I know some of that doesn't really make sense. Why would the guy randomly give up his dog to send to rescue?? So like I said- probably a botched story, but that's as much as I heard and/or can piece together. Stupid ears!

...Sorry- I know that's a pretty unsatisfying answer.


----------



## wildo (Jul 27, 2006)

KristiM said:


> I am not an expert...but I have spent a lot of time looking at, asking about and researching pasterns because someone once told me that Odin should not be doing any jumping because of his pasterns. (Now any time I talk to someone who knows anything about canine structure, dog sports etc I ask about it.) Your puppy's pasterns and feet look fine to me, his pasterns look slightly on the long side but also look nice and tight. I'm also fairly certain that they look long becuase of one - gangly puppy stage and two - bad picture angle. I wouldn't worry about it.
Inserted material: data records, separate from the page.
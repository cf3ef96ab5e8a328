//! The two opaque effects a pool invokes: construct a resource, destroy one.

use std::future::Future;

/// Constructs and destroys instances of a single resource type.
///
/// `create` and `destroy` are the pool's only collaborators with the
/// outside world — everything else (database-specific logic, connection
/// handshakes, logging) lives on the implementor's side of this trait.
///
/// A failing `create` propagates to the caller of [`crate::Pool::take`] /
/// [`crate::Pool::with_resource`] and its siblings. A failing `destroy` is
/// always suppressed by the pool: destruction is best-effort cleanup and
/// must never corrupt pool accounting or escape into an unrelated call
/// stack, so this method does not return a `Result` at all.
pub trait Manage: Send + Sync + 'static {
    /// The pooled resource type.
    type Resource: Send + 'static;

    /// The error type `create` may fail with.
    type Error: std::error::Error + Send + Sync + 'static;

    /// Construct a new resource instance.
    fn create(&self) -> impl Future<Output = Result<Self::Resource, Self::Error>> + Send;

    /// Destroy a resource instance. Failures are the implementor's to log;
    /// the pool suppresses them unconditionally.
    fn destroy(&self, resource: Self::Resource) -> impl Future<Output = ()> + Send;
}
I see you two kicking some serious border collie butt in the future.


Thanks Kristi! I also don't really see anything wrong with the pasterns/feet. The pasterns look, maybe, just a little steep, but overall not bad. If we're nit-picking, then maybe the front feet are a little small, but I haven't noticed it in person- only when dissecting the picture. Hopefully Carmen will chime back in with what she meant, because I'm pretty interested...


----------



## LifeofRiley (Oct 20, 2011)

Congrats! That is one cute puppy, not to mention a lucky puppy to have found you!!! So happy for both of you. I have no doubt it was meant to be!


----------



## carmspack (Feb 2, 2011)

http://pennvetwdc.org/wp-content/uploads/2011/09/9-Zink.pdf


----------



## Courtney (Feb 12, 2010)

Willy, congrats! Very lucky pup...he's in good hands. He is very handsome...love his face. I look forward to seeing him grow.

When a board member gets a new puppy I feel like we all do...so much fun to see the progression of everyone's pups


----------



## onyx'girl (May 18, 2007)

YOU got Crouton!? Aww, so happy I'll be able to keep up with him. I had a crush on him when I saw his posting on the rescues fb page. Congrats!!


----------



## cshepherd9 (Feb 11, 2010)

Wow, a new puppy!!! Congrats he is adorable!


----------



## Liesje (Mar 4, 2007)

You hit the jackpot! Kathy you can find me my next dog....


----------



## I_LOVE_MY_MIKKO (Oct 4, 2006)

Congrats on your new pup! He is lucky to have found you!


----------



## Loneforce (Feb 12, 2012)

:congratulations: On the Handsome pup!


----------



## wildo (Jul 27, 2006)

onyx'girl said:


> YOU got Crouton!? Aww, so happy I'll be able to keep up with him. I had a crush on him when I saw his posting on the rescues fb page. Congrats!!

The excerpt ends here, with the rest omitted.